Task to carry out: Please find the lines in the following records that hold "ServiceId", and copy them.

------------------------------------

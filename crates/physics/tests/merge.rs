use physics::{Fruit, FruitTable, PhysicsSim, Vec2, World, WorldParams};

fn weightless() -> WorldParams {
    WorldParams {
        gravity: Vec2::ZERO,
        ..WorldParams::default()
    }
}

fn fruits() -> FruitTable {
    FruitTable::new(vec![
        Fruit { radius: 10.0, points: 1.0 },
        Fruit { radius: 14.0, points: 3.0 },
        Fruit { radius: 20.0, points: 6.0 },
    ])
}

#[test]
fn equal_tiers_merge_into_next_tier() -> anyhow::Result<()> {
    let mut sim = PhysicsSim::new(weightless(), fruits())?;
    let a = sim.add_particle(Vec2::new(100.0, 100.0), 0)?;
    let b = sim.add_particle(Vec2::new(115.0, 100.0), 0)?;

    let delta = sim.advance(1.0 / 60.0);
    assert_eq!(delta.merges, 1);
    assert!((delta.points - 3.0).abs() < f32::EPSILON);

    let live = sim.live_particles();
    assert_eq!(live.len(), 1);
    let merged = live[0];
    assert_eq!(merged.kind, 1);
    assert_eq!(merged.radius, 14.0);
    assert!(merged.has_collided);
    assert!(merged.id != a && merged.id != b);
    assert!((merged.position.x - 107.5).abs() < 1e-3);
    Ok(())
}

#[test]
fn different_tiers_only_bounce() -> anyhow::Result<()> {
    let mut sim = PhysicsSim::new(weightless(), fruits())?;
    sim.add_particle(Vec2::new(100.0, 100.0), 0)?;
    sim.add_particle(Vec2::new(120.0, 100.0), 1)?;

    let delta = sim.run(1.0 / 60.0, 30);
    assert_eq!(delta.merges, 0);

    let live = sim.live_particles();
    assert_eq!(live.len(), 2);
    assert!(live.iter().all(|p| p.has_collided));
    let gap = (live[1].position - live[0].position).length();
    assert!(gap > 23.0, "overlap should be corrected, gap={gap}");
    Ok(())
}

#[test]
fn top_tier_never_merges() -> anyhow::Result<()> {
    let mut sim = PhysicsSim::new(weightless(), fruits())?;
    sim.add_particle(Vec2::new(100.0, 100.0), 2)?;
    sim.add_particle(Vec2::new(130.0, 100.0), 2)?;

    let delta = sim.run(1.0 / 60.0, 10);
    assert_eq!(delta, physics::ScoreDelta::default());
    assert_eq!(sim.live_particles().len(), 2);
    Ok(())
}

#[test]
fn merges_chain_across_steps() -> anyhow::Result<()> {
    let mut sim = PhysicsSim::new(weightless(), fruits())?;
    sim.add_particle(Vec2::new(100.0, 100.0), 0)?;
    sim.add_particle(Vec2::new(115.0, 100.0), 0)?;
    // waiting tier-1 neighbour touching the merge point
    sim.add_particle(Vec2::new(107.5, 125.0), 1)?;

    let delta = sim.run(1.0 / 60.0, 5);
    assert_eq!(delta.merges, 2);
    assert!((delta.points - 9.0).abs() < 1e-5);

    let live = sim.live_particles();
    assert_eq!(live.len(), 1);
    assert_eq!(live[0].kind, 2);
    Ok(())
}
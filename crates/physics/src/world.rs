//! The interface the environment drives. [`crate::PhysicsSim`] is the
//! production implementation; tests substitute scripted worlds.

use crate::error::PhysicsError;
use crate::types::{FruitTable, ParticleId, ParticleView, ScoreDelta, Segment, Vec2, WorldParams};

pub trait World {
    /// Build an empty world.
    ///
    /// # Errors
    ///
    /// Returns [`PhysicsError::InvalidParams`] when the parameters cannot
    /// describe a stable simulation.
    fn create(params: WorldParams, fruits: FruitTable) -> Result<Self, PhysicsError>
    where
        Self: Sized;

    /// Add an immovable wall.
    ///
    /// # Errors
    ///
    /// Returns [`PhysicsError::DegenerateSegment`] for zero-length segments.
    fn add_static_boundary(&mut self, segment: Segment) -> Result<(), PhysicsError>;

    /// Add a resting particle of tier `kind` centered at `position`.
    ///
    /// # Errors
    ///
    /// Returns [`PhysicsError::UnknownFruit`] for tiers outside the fruit table.
    fn add_particle(&mut self, position: Vec2, kind: usize) -> Result<ParticleId, PhysicsError>;

    /// Step all dynamics by `dt` seconds, resolving contacts and merges.
    fn advance(&mut self, dt: f32) -> ScoreDelta;

    /// Snapshot of every live particle, in insertion order.
    fn live_particles(&self) -> Vec<ParticleView>;
}
use suika::{Action, ActionMapper, ActionSpace, LaneConfig};

fn mapper(space: ActionSpace) -> ActionMapper {
    ActionMapper::new(space, &LaneConfig::default()).expect("valid action space")
}

#[test]
fn fifty_bins_cover_the_lane_monotonically() {
    let lane = LaneConfig::default();
    let m = mapper(ActionSpace::Discrete { bins: 50 });
    let xs: Vec<f32> = (0..50)
        .map(|i| m.target_x(Action::Discrete(i)).expect("in range"))
        .collect();

    assert_eq!(xs[0], lane.left);
    assert_eq!(xs[49], lane.right);
    assert!(
        xs.windows(2).all(|w| w[0] < w[1]),
        "bins must map to distinct, increasing columns: {xs:?}"
    );
}

#[test]
fn debug_sweep_columns() {
    // the five sample actions used for manual checks of a 50-bin space
    let m = mapper(ActionSpace::Discrete { bins: 50 });
    let xs: Vec<f32> = [0, 12, 25, 37, 49]
        .iter()
        .map(|&i| m.target_x(Action::Discrete(i)).expect("in range"))
        .collect();
    assert_eq!(xs, vec![415.0, 524.0, 643.0, 753.0, 863.0]);
}

#[test]
fn continuous_values_are_clamped() {
    let m = mapper(ActionSpace::Continuous);
    for v in [-7.5_f32, -1.0, -0.3, 0.0, 0.42, 1.0, 3.0, f32::INFINITY, f32::NEG_INFINITY] {
        let clamped = v.clamp(-1.0, 1.0);
        assert_eq!(
            m.target_x(Action::Continuous(v)).expect("not NaN"),
            m.target_x(Action::Continuous(clamped)).expect("not NaN"),
            "clamping {v} changed the column"
        );
    }
    assert_eq!(m.target_x(Action::Continuous(-2.0)).expect("not NaN"), 415.0);
    assert_eq!(m.target_x(Action::Continuous(0.0)).expect("not NaN"), 639.0);
}

#[test]
fn pointer_positions_map_back_to_actions() {
    let m = mapper(ActionSpace::Continuous);
    assert_eq!(m.action_for_x(2000.0), Action::Continuous(1.0));
    let action = m.action_for_x(527.0);
    assert_eq!(m.target_x(action).expect("not NaN"), 527.0);
}
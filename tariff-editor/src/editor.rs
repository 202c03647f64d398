//! Catalog editor
//!
//! Wires one catalog store to one form session. Every user event (field
//! change, submit, cancel, edit, delete) enters through here.

use tariff_core::domain::{Field, ServiceId};
use tariff_store::{CatalogStore, IdGenerator, KvStore, StoreError};

use crate::error::{EditorError, SubmitError};
use crate::list::{self, RowAction, ServiceRow};
use crate::session::{FormSession, SubmitOutcome};

pub struct CatalogEditor<P, G> {
    store: CatalogStore<P, G>,
    session: FormSession,
}

impl<P: KvStore, G: IdGenerator> CatalogEditor<P, G> {
    pub fn new(store: CatalogStore<P, G>) -> Self {
        Self {
            store,
            session: FormSession::new(),
        }
    }

    /// Loads the catalog from `port` and starts with an empty form
    pub fn load(port: P, ids: G) -> Self {
        Self::new(CatalogStore::load(port, ids))
    }

    pub fn store(&self) -> &CatalogStore<P, G> {
        &self.store
    }

    pub fn session(&self) -> &FormSession {
        &self.session
    }

    /// Current list view
    pub fn rows(&self) -> Vec<ServiceRow> {
        list::rows(self.store.records(), self.session.editing_id())
    }

    pub fn set_field(&mut self, field: Field, value: impl Into<String>) {
        self.session.set_field(field, value);
    }

    pub fn submit(&mut self) -> Result<SubmitOutcome, SubmitError> {
        self.session.submit(&mut self.store)
    }

    pub fn cancel(&mut self) {
        self.session.cancel();
    }

    /// Loads a copy of record `id` into the form
    pub fn select_for_edit(&mut self, id: ServiceId) -> Result<(), EditorError> {
        let record = self.store.get(id).ok_or(EditorError::NotFound(id))?;
        self.session.begin_edit(record);
        Ok(())
    }

    /// Deletes record `id`; absent ids are a no-op
    ///
    /// If the record was loaded in the form, the form goes back to creating.
    pub fn delete(&mut self, id: ServiceId) -> Result<bool, StoreError> {
        let deleted = self.store.delete(id)?;
        self.session.on_deleted(id);
        Ok(deleted)
    }

    /// Runs a row action
    pub fn dispatch(&mut self, action: RowAction) -> Result<(), EditorError> {
        match action {
            RowAction::Edit(id) => self.select_for_edit(id),
            RowAction::Delete(id) => {
                self.delete(id)?;
                Ok(())
            }
        }
    }
}
//! Error types for the catalog store

use thiserror::Error;

/// Errors raised by a key-value backend
#[derive(Debug, Error)]
pub enum StorageError {
    /// Reading or writing the backing file failed
    #[error("I/O error on {path}: {source}")]
    Io {
        path: String,
        #[source]
        source: std::io::Error,
    },

    /// The key cannot be mapped onto the backend
    #[error("Invalid storage key: {0:?}")]
    InvalidKey(String),
}

impl StorageError {
    pub fn io(path: impl Into<String>, source: std::io::Error) -> Self {
        Self::Io {
            path: path.into(),
            source,
        }
    }
}

/// Errors raised by catalog mutations
#[derive(Debug, Error)]
pub enum StoreError {
    /// The record list could not be written through; nothing was changed
    #[error("Failed to persist catalog: {0}")]
    Persistence(#[from] StorageError),

    /// The id generator kept returning identifiers already in use
    #[error("No free service identifier after {attempts} attempts")]
    IdsExhausted { attempts: usize },

    /// The record list could not be serialized
    #[error("Failed to serialize catalog: {0}")]
    Serialization(#[from] serde_json::Error),
}
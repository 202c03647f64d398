//! Tariff Editor
//!
//! The service catalog editor: a form session that validates drafts and
//! submits them to the catalog store, plus the list view over that store.
//!
//! Architecture:
//! - Session: draft, mode (creating or editing) and per-field errors
//! - List: read-only rows with edit/delete actions
//! - Editor: owns one store and one session and routes events between them

pub mod editor;
pub mod error;
pub mod list;
pub mod session;

pub use editor::CatalogEditor;
pub use error::{EditorError, SubmitError};
pub use list::{RowAction, ServiceRow};
pub use session::{FormSession, Mode, SubmitOutcome};
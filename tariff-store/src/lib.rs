//! Tariff Store
//!
//! The catalog store: an ordered, write-through list of service records.
//!
//! - `port`: the key-value persistence port and its in-memory/file backends
//! - `ids`: identifier generators injected into the store
//! - `catalog`: create/update/delete over the record list

pub mod catalog;
pub mod error;
pub mod ids;
pub mod port;

pub use catalog::{CatalogStore, STORAGE_KEY};
pub use error::{StorageError, StoreError};
pub use ids::{IdGenerator, SequentialIds, TimestampIds};
pub use port::{FileKvStore, KvStore, MemoryKvStore};
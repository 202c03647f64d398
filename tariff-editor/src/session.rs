//! Form session
//!
//! Holds the draft being edited, whether it is a new service or a copy of an
//! existing one, and the errors from the last submit. The session never holds
//! a reference into the store: editing works on a copy until submit.

use tariff_core::domain::{Field, ServiceId, ServiceRecord};
use tariff_core::dto::service::ServiceDraft;
use tariff_core::validation::{self, FieldErrors};
use tariff_store::{CatalogStore, IdGenerator, KvStore};

use crate::error::SubmitError;

/// What a submit will do
#[derive(Debug, Clone, Copy, PartialEq, Eq)]
pub enum Mode {
    /// Submit creates a new record
    Creating,
    /// Submit replaces the record with this identifier
    Editing(ServiceId),
}

/// Result of a successful submit
#[derive(Debug, Clone, PartialEq)]
pub enum SubmitOutcome {
    Created(ServiceRecord),
    Updated(ServiceRecord),
    /// The record under edit no longer exists; the edit was dropped
    Discarded(ServiceId),
}

#[derive(Debug, Clone)]
pub struct FormSession {
    mode: Mode,
    draft: ServiceDraft,
    errors: FieldErrors,
}

impl Default for FormSession {
    fn default() -> Self {
        Self::new()
    }
}

impl FormSession {
    /// Creates a session with an empty draft
    pub fn new() -> Self {
        Self {
            mode: Mode::Creating,
            draft: ServiceDraft::default(),
            errors: FieldErrors::new(),
        }
    }

    pub fn mode(&self) -> Mode {
        self.mode
    }

    pub fn draft(&self) -> &ServiceDraft {
        &self.draft
    }

    /// Errors from the most recent rejected submit
    pub fn errors(&self) -> &FieldErrors {
        &self.errors
    }

    pub fn editing_id(&self) -> Option<ServiceId> {
        match self.mode {
            Mode::Creating => None,
            Mode::Editing(id) => Some(id),
        }
    }

    pub fn is_editing(&self) -> bool {
        self.editing_id().is_some()
    }

    pub fn heading(&self) -> &'static str {
        match self.mode {
            Mode::Creating => "Add New Service",
            Mode::Editing(_) => "Edit Service",
        }
    }

    pub fn submit_label(&self) -> &'static str {
        match self.mode {
            Mode::Creating => "Add Service",
            Mode::Editing(_) => "Update Service",
        }
    }

    /// Replaces one field of the draft
    pub fn set_field(&mut self, field: Field, value: impl Into<String>) {
        self.draft.set(field, value);
    }

    /// Starts editing a copy of `record`, discarding any unsaved draft
    pub fn begin_edit(&mut self, record: &ServiceRecord) {
        self.mode = Mode::Editing(record.id);
        self.draft = ServiceDraft::from(record);
        self.errors.clear();
    }

    /// Drops the draft and returns to creating
    pub fn cancel(&mut self) {
        self.reset();
    }

    /// Reacts to a record being deleted
    ///
    /// Returns `true` if the deleted record was the one under edit, in which
    /// case the session is back to creating.
    pub fn on_deleted(&mut self, id: ServiceId) -> bool {
        if self.editing_id() == Some(id) {
            tracing::debug!("Service {} deleted while being edited, dropping edit", id);
            self.reset();
            true
        } else {
            false
        }
    }

    /// Validates the draft and creates or updates a record
    ///
    /// On validation failure the errors are kept on the session and nothing
    /// else changes. On a store failure the draft and mode are kept so the
    /// submit can be retried.
    pub fn submit<P: KvStore, G: IdGenerator>(
        &mut self,
        store: &mut CatalogStore<P, G>,
    ) -> Result<SubmitOutcome, SubmitError> {
        let service = match validation::validate(&self.draft) {
            Ok(service) => service,
            Err(errors) => {
                self.errors = errors.clone();
                return Err(SubmitError::Invalid(errors));
            }
        };
        self.errors.clear();

        let outcome = match self.mode {
            Mode::Creating => SubmitOutcome::Created(store.create(service)?),
            Mode::Editing(id) => match store.update(id, service)? {
                Some(record) => SubmitOutcome::Updated(record),
                None => {
                    tracing::warn!("Service {} no longer exists, discarding edit", id);
                    SubmitOutcome::Discarded(id)
                }
            },
        };

        self.reset();
        Ok(outcome)
    }

    fn reset(&mut self) {
        self.mode = Mode::Creating;
        self.draft = ServiceDraft::default();
        self.errors.clear();
    }
}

------------------------------------

Answer space:
use tariff_core::domain::{Field, ServiceId};
    pub fn select_for_edit(&mut self, id: ServiceId) -> Result<(), EditorError> {
    pub fn delete(&mut self, id: ServiceId) -> Result<bool, StoreError> {
use tariff_core::domain::{Field, ServiceId, ServiceRecord};
    Editing(ServiceId),
    Discarded(ServiceId),
    pub fn editing_id(&self) -> Option<ServiceId> {
    pub fn on_deleted(&mut self, id: ServiceId) -> bool {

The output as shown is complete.